[DATA EXTRACT Boundary: Start]

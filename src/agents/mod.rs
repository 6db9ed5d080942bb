//! Agent pool: stateless descriptors binding a role, a prompt, and a backend.
//!
//! Agents carry no conversation state. Building an invocation and executing
//! it are separate steps; the registry only produces descriptors, the
//! dispatcher runs them.

pub mod prompts;

use std::fmt;

use crate::classify::TaskCategory;
use crate::config::OrchestratorConfig;
use crate::dispatch::AgentInvocation;
use crate::gateway::{BackendId, ChatOptions, Message};
use crate::retriever::{render_context, Passage};

/// Identifier of an agent within one request, e.g. "expert:zhipu".
#[derive(Debug, Clone, PartialEq, Eq, Hash)]
pub struct AgentId(String);

impl AgentId {
    pub fn new(id: impl Into<String>) -> Self {
        Self(id.into())
    }

    pub fn as_str(&self) -> &str {
        &self.0
    }
}

impl fmt::Display for AgentId {
    fn fmt(&self, f: &mut fmt::Formatter<'_>) -> fmt::Result {
        f.write_str(&self.0)
    }
}

/// What an agent does with the question.
#[derive(Debug, Clone, Copy, PartialEq, Eq)]
pub enum AgentRole {
    /// Step-by-step calculation work.
    Tools,
    /// Teacher persona answering with retrieved passages in context.
    Knowledge,
    /// Independent expert consulted in parallel.
    Expert,
    /// Text model answering a question extracted from an image.
    MultimodalText,
}

impl AgentRole {
    /// Whether this role wants retrieved passages injected into its prompt.
    pub fn injects_context(&self) -> bool {
        matches!(self, Self::Knowledge)
    }

    fn system_prompt(&self) -> String {
        let template = match self {
            Self::Tools => &prompts::TOOLS_SYSTEM,
            Self::Knowledge => &prompts::TEACHER_SYSTEM,
            Self::Expert => &prompts::EXPERT_SYSTEM,
            Self::MultimodalText => &prompts::EXPERT_SYSTEM,
        };
        prompts::render_system(template)
    }

    fn user_prompt(&self, question: &str, passages: &[Passage]) -> String {
        match self {
            Self::Knowledge if !passages.is_empty() => prompts::GROUNDED_QUESTION.render(&[
                ("context", &render_context(passages)),
                ("question", question),
            ]),
            Self::MultimodalText => prompts::EXTRACTED_QUESTION.render(&[("question", question)]),
            _ => prompts::PLAIN_QUESTION.render(&[("question", question)]),
        }
    }
}

/// A bound agent: role plus the backend it runs on.
#[derive(Debug, Clone)]
pub struct AgentSpec {
    pub id: AgentId,
    pub role: AgentRole,
    pub backend: BackendId,
    pub options: ChatOptions,
}

impl AgentSpec {
    /// Build a pending invocation for this agent.
    pub fn build_invocation(&self, question: &str, passages: &[Passage]) -> AgentInvocation {
        let messages = vec![
            Message::system(self.role.system_prompt()),
            Message::user(self.role.user_prompt(question, passages)),
        ];
        let invocation = AgentInvocation::new(
            self.id.clone(),
            self.backend.clone(),
            messages,
            self.options,
        );
        if self.role.injects_context() {
            invocation.with_context(passages.to_vec())
        } else {
            invocation
        }
    }
}

/// The configured agent pool, indexed by task category.
pub struct AgentRegistry {
    tools: AgentSpec,
    knowledge: AgentSpec,
    experts: Vec<AgentSpec>,
    multimodal_text: Vec<AgentSpec>,
    vision_backend: BackendId,
    judge_backend: BackendId,
    judge_options: ChatOptions,
}

impl AgentRegistry {
    /// Assumes the config has already passed validation.
    pub fn from_config(config: &OrchestratorConfig) -> Self {
        let options_for = |id: &BackendId| -> ChatOptions {
            config
                .backends
                .get(id)
                .map(|b| ChatOptions {
                    temperature: b.temperature,
                    max_tokens: b.max_tokens,
                })
                .unwrap_or_default()
        };

        let spec = |id: String, role: AgentRole, backend: &BackendId| AgentSpec {
            id: AgentId::new(id),
            role,
            backend: backend.clone(),
            options: options_for(backend),
        };

        Self {
            tools: spec("tools_agent".to_string(), AgentRole::Tools, &config.roster.tools),
            knowledge: spec(
                "retriever_agent".to_string(),
                AgentRole::Knowledge,
                &config.roster.retriever,
            ),
            experts: config
                .roster
                .external
                .iter()
                .map(|b| spec(format!("expert:{b}"), AgentRole::Expert, b))
                .collect(),
            multimodal_text: config
                .roster
                .multimodal_text
                .iter()
                .map(|b| spec(format!("mm:{b}"), AgentRole::MultimodalText, b))
                .collect(),
            vision_backend: config.roster.vision.clone(),
            judge_backend: config.roster.judge.clone(),
            judge_options: options_for(&config.roster.judge),
        }
    }

    /// The agents consulted for a category, in roster order.
    pub fn agents_for(&self, category: TaskCategory) -> Vec<AgentSpec> {
        match category {
            TaskCategory::Calculation => vec![self.tools.clone()],
            TaskCategory::RetrievalLookup => vec![self.knowledge.clone()],
            TaskCategory::KnowledgeQa => {
                let mut agents = vec![self.knowledge.clone()];
                agents.extend(self.experts.iter().cloned());
                agents
            }
            TaskCategory::Multimodal => self.multimodal_text.clone(),
        }
    }

    pub fn vision_backend(&self) -> &BackendId {
        &self.vision_backend
    }

    pub fn judge_backend(&self) -> &BackendId {
        &self.judge_backend
    }

    pub fn judge_options(&self) -> ChatOptions {
        self.judge_options
    }
}
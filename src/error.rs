//! Top-level errors surfaced to callers of the orchestrator.
//!
//! Per-backend failures (timeouts, auth rejections, 5xx) are not errors at
//! this level; they land in individual invocation statuses and the pipeline
//! continues as long as one agent succeeds.

use thiserror::Error;

#[derive(Debug, Error)]
pub enum OrchestratorError {
    /// The request cannot be processed as submitted (empty text, image
    /// request without image bytes).
    #[error("invalid request: {0}")]
    InvalidRequest(String),

    /// Every dispatched agent failed or timed out; there is no candidate
    /// answer to return.
    #[error("no model produced an answer")]
    NoAvailableModel,

    /// Configuration rejected at load or validation time.
    #[error("configuration error: {0}")]
    Config(String),
}

impl OrchestratorError {
    pub fn invalid_request(message: impl Into<String>) -> Self {
        Self::InvalidRequest(message.into())
    }
}
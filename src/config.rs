//! Orchestrator configuration.
//!
//! Deserialized from JSON (or built in code for tests), then validated before
//! the pipeline is constructed. Validation failures are reported up front so a
//! misconfigured roster never reaches dispatch.

use std::collections::HashMap;
use std::time::Duration;

use serde::{Deserialize, Serialize};

use crate::error::OrchestratorError;
use crate::gateway::BackendId;

/// Default retry budget per invocation (attempts = 1 + retries).
pub const DEFAULT_MAX_RETRIES: u32 = 2;

/// Default base delay for exponential backoff between retries.
pub const DEFAULT_RETRY_BASE_DELAY_MS: u64 = 200;

/// Default hard deadline for a single backend call.
pub const DEFAULT_PER_CALL_DEADLINE_MS: u64 = 30_000;

/// Default overall deadline for a dispatch round.
pub const DEFAULT_OVERALL_DEADLINE_MS: u64 = 90_000;

/// Default number of passages requested from the retrieval service.
pub const DEFAULT_TOP_K: usize = 3;

/// Wire protocol spoken by a backend.
#[derive(Debug, Clone, Copy, PartialEq, Eq, Serialize, Deserialize)]
pub enum BackendKind {
    /// OpenAI-style `/chat/completions` (Zhipu, OpenAI, SiliconFlow).
    #[serde(rename = "openai_compat")]
    OpenAiCompat,
    /// DashScope text-generation envelope (Qwen, DeepSeek).
    #[serde(rename = "dashscope")]
    DashScope,
    /// DashScope multimodal endpoint (Qwen-VL).
    #[serde(rename = "dashscope_vision")]
    DashScopeVision,
}

/// Connection settings for one backend.
#[derive(Debug, Clone, Serialize, Deserialize)]
pub struct BackendConfig {
    pub kind: BackendKind,
    pub api_key: String,
    pub base_url: String,
    pub model: String,
    #[serde(default = "default_temperature")]
    pub temperature: f32,
    #[serde(default = "default_max_tokens")]
    pub max_tokens: Option<u32>,
}

fn default_temperature() -> f32 {
    0.7
}

fn default_max_tokens() -> Option<u32> {
    Some(2000)
}

/// Which backend each agent role runs on.
///
/// `external` and `multimodal_text` are rosters; the rest are single
/// assignments. The same backend id may serve several roles.
#[derive(Debug, Clone, Serialize, Deserialize)]
pub struct AgentRoster {
    /// Calculation agent (stoichiometry, balancing, numeric work).
    pub tools: BackendId,
    /// Knowledge agent answering with retrieved passages in context.
    pub retriever: BackendId,
    /// Independent expert backends consulted in parallel. At least one.
    pub external: Vec<BackendId>,
    /// Text backends that answer an extracted image question. At least two.
    pub multimodal_text: Vec<BackendId>,
    /// Vision backend for question extraction from images.
    pub vision: BackendId,
    /// Backend used by the fusion judge.
    pub judge: BackendId,
}

/// Top-level orchestrator configuration.
#[derive(Debug, Clone, Serialize, Deserialize)]
pub struct OrchestratorConfig {
    pub backends: HashMap<BackendId, BackendConfig>,
    pub roster: AgentRoster,

    #[serde(default = "default_max_retries")]
    pub max_retries: u32,
    #[serde(default = "default_retry_base_delay_ms")]
    pub retry_base_delay_ms: u64,
    #[serde(default = "default_per_call_deadline_ms")]
    pub per_call_deadline_ms: u64,
    #[serde(default = "default_overall_deadline_ms")]
    pub overall_deadline_ms: u64,

    /// Retrieval endpoint, if a passage service is deployed.
    #[serde(default)]
    pub retrieval_url: Option<String>,
    #[serde(default = "default_top_k")]
    pub top_k: usize,
}

fn default_max_retries() -> u32 {
    DEFAULT_MAX_RETRIES
}

fn default_retry_base_delay_ms() -> u64 {
    DEFAULT_RETRY_BASE_DELAY_MS
}

fn default_per_call_deadline_ms() -> u64 {
    DEFAULT_PER_CALL_DEADLINE_MS
}

fn default_overall_deadline_ms() -> u64 {
    DEFAULT_OVERALL_DEADLINE_MS
}

fn default_top_k() -> usize {
    DEFAULT_TOP_K
}

impl OrchestratorConfig {
    pub fn from_json(raw: &str) -> Result<Self, OrchestratorError> {
        let config: Self = serde_json::from_str(raw)
            .map_err(|e| OrchestratorError::Config(format!("invalid config JSON: {e}")))?;
        config.validate()?;
        Ok(config)
    }

    /// Check that every roster assignment points at a configured backend of
    /// the right kind and that roster minimums hold.
    pub fn validate(&self) -> Result<(), OrchestratorError> {
        if self.backends.is_empty() {
            return Err(OrchestratorError::Config(
                "no backends configured".to_string(),
            ));
        }
        if self.roster.external.is_empty() {
            return Err(OrchestratorError::Config(
                "roster.external must name at least one backend".to_string(),
            ));
        }
        if self.roster.multimodal_text.len() < 2 {
            return Err(OrchestratorError::Config(
                "roster.multimodal_text must name at least two backends".to_string(),
            ));
        }
        if self.max_retries > 10 {
            return Err(OrchestratorError::Config(format!(
                "max_retries {} exceeds limit of 10",
                self.max_retries
            )));
        }
        if self.per_call_deadline_ms == 0 || self.overall_deadline_ms == 0 {
            return Err(OrchestratorError::Config(
                "deadlines must be nonzero".to_string(),
            ));
        }

        let chat_roles = [
            ("tools", &self.roster.tools),
            ("retriever", &self.roster.retriever),
            ("judge", &self.roster.judge),
        ];
        for (role, id) in chat_roles {
            self.check_chat_backend(role, id)?;
        }
        for id in &self.roster.external {
            self.check_chat_backend("external", id)?;
        }
        for id in &self.roster.multimodal_text {
            self.check_chat_backend("multimodal_text", id)?;
        }

        match self.backends.get(&self.roster.vision) {
            None => {
                return Err(OrchestratorError::Config(format!(
                    "roster.vision names unconfigured backend '{}'",
                    self.roster.vision
                )))
            }
            Some(cfg) if cfg.kind != BackendKind::DashScopeVision => {
                return Err(OrchestratorError::Config(format!(
                    "roster.vision backend '{}' is not a vision backend",
                    self.roster.vision
                )))
            }
            Some(_) => {}
        }

        Ok(())
    }

    fn check_chat_backend(&self, role: &str, id: &BackendId) -> Result<(), OrchestratorError> {
        match self.backends.get(id) {
            None => Err(OrchestratorError::Config(format!(
                "roster.{role} names unconfigured backend '{id}'"
            ))),
            Some(cfg) if cfg.kind == BackendKind::DashScopeVision => {
                Err(OrchestratorError::Config(format!(
                    "roster.{role} backend '{id}' is vision-only"
                )))
            }
            Some(_) => Ok(()),
        }
    }

    pub fn per_call_deadline(&self) -> Duration {
        Duration::from_millis(self.per_call_deadline_ms)
    }

    pub fn overall_deadline(&self) -> Duration {
        Duration::from_millis(self.overall_deadline_ms)
    }

    pub fn retry_base_delay(&self) -> Duration {
        Duration::from_millis(self.retry_base_delay_ms)
    }
}

#[cfg(test)]
mod tests {
    use super::*;

    fn backend(kind: BackendKind) -> BackendConfig {
        BackendConfig {
            kind,
            api_key: "test-key".to_string(),
            base_url: "http://localhost:9000".to_string(),
            model: "test-model".to_string(),
            temperature: 0.7,
            max_tokens: Some(2000),
        }
    }

    fn valid_config() -> OrchestratorConfig {
        let mut backends = HashMap::new();
        backends.insert(BackendId::new("tongyi"), backend(BackendKind::DashScope));
        backends.insert(BackendId::new("zhipu"), backend(BackendKind::OpenAiCompat));
        backends.insert(
            BackendId::new("deepseek"),
            backend(BackendKind::OpenAiCompat),
        );
        backends.insert(
            BackendId::new("qwen-vl"),
            backend(BackendKind::DashScopeVision),
        );
        OrchestratorConfig {
            backends,
            roster: AgentRoster {
                tools: BackendId::new("tongyi"),
                retriever: BackendId::new("tongyi"),
                external: vec![BackendId::new("zhipu"), BackendId::new("deepseek")],
                multimodal_text: vec![BackendId::new("zhipu"), BackendId::new("deepseek")],
                vision: BackendId::new("qwen-vl"),
                judge: BackendId::new("deepseek"),
            },
            max_retries: DEFAULT_MAX_RETRIES,
            retry_base_delay_ms: DEFAULT_RETRY_BASE_DELAY_MS,
            per_call_deadline_ms: DEFAULT_PER_CALL_DEADLINE_MS,
            overall_deadline_ms: DEFAULT_OVERALL_DEADLINE_MS,
            retrieval_url: None,
            top_k: DEFAULT_TOP_K,
        }
    }

    #[test]
    fn valid_config_passes() {
        assert!(valid_config().validate().is_ok());
    }

    #[test]
    fn unknown_roster_backend_rejected() {
        let mut config = valid_config();
        config.roster.judge = BackendId::new("ghost");
        let err = config.validate().unwrap_err();
        assert!(err.to_string().contains("ghost"));
    }

    #[test]
    fn single_multimodal_text_backend_rejected() {
        let mut config = valid_config();
        config.roster.multimodal_text = vec![BackendId::new("zhipu")];
        assert!(config.validate().is_err());
    }

    #[test]
    fn vision_backend_cannot_serve_chat_role() {
        let mut config = valid_config();
        config.roster.tools = BackendId::new("qwen-vl");
        assert!(config.validate().is_err());
    }

    #[test]
    fn empty_external_roster_rejected() {
        let mut config = valid_config();
        config.roster.external.clear();
        assert!(config.validate().is_err());
    }

    #[test]
    fn defaults_apply_when_fields_omitted() {
        let raw = serde_json::json!({
            "backends": {
                "tongyi": {
                    "kind": "dashscope",
                    "api_key": "k",
                    "base_url": "http://localhost:9000",
                    "model": "qwen-plus"
                },
                "zhipu": {
                    "kind": "openai_compat",
                    "api_key": "k",
                    "base_url": "http://localhost:9001",
                    "model": "glm-4"
                },
                "qwen-vl": {
                    "kind": "dashscope_vision",
                    "api_key": "k",
                    "base_url": "http://localhost:9000",
                    "model": "qwen-vl-plus"
                }
            },
            "roster": {
                "tools": "tongyi",
                "retriever": "tongyi",
                "external": ["zhipu"],
                "multimodal_text": ["tongyi", "zhipu"],
                "vision": "qwen-vl",
                "judge": "zhipu"
            }
        })
        .to_string();

        let config = OrchestratorConfig::from_json(&raw).unwrap();
        assert_eq!(config.max_retries, DEFAULT_MAX_RETRIES);
        assert_eq!(config.top_k, DEFAULT_TOP_K);
        assert_eq!(config.per_call_deadline(), Duration::from_secs(30));
    }
}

[DATA EXTRACT Boundary: End]

> **WHAT TO PRODUCE**: What lines in the entries contain "consulted"? Report each one by copying it.

> **TASK ANSWER**:
    /// Independent expert consulted in parallel.
    /// The agents consulted for a category, in roster order.
    /// Independent expert backends consulted in parallel. At least one.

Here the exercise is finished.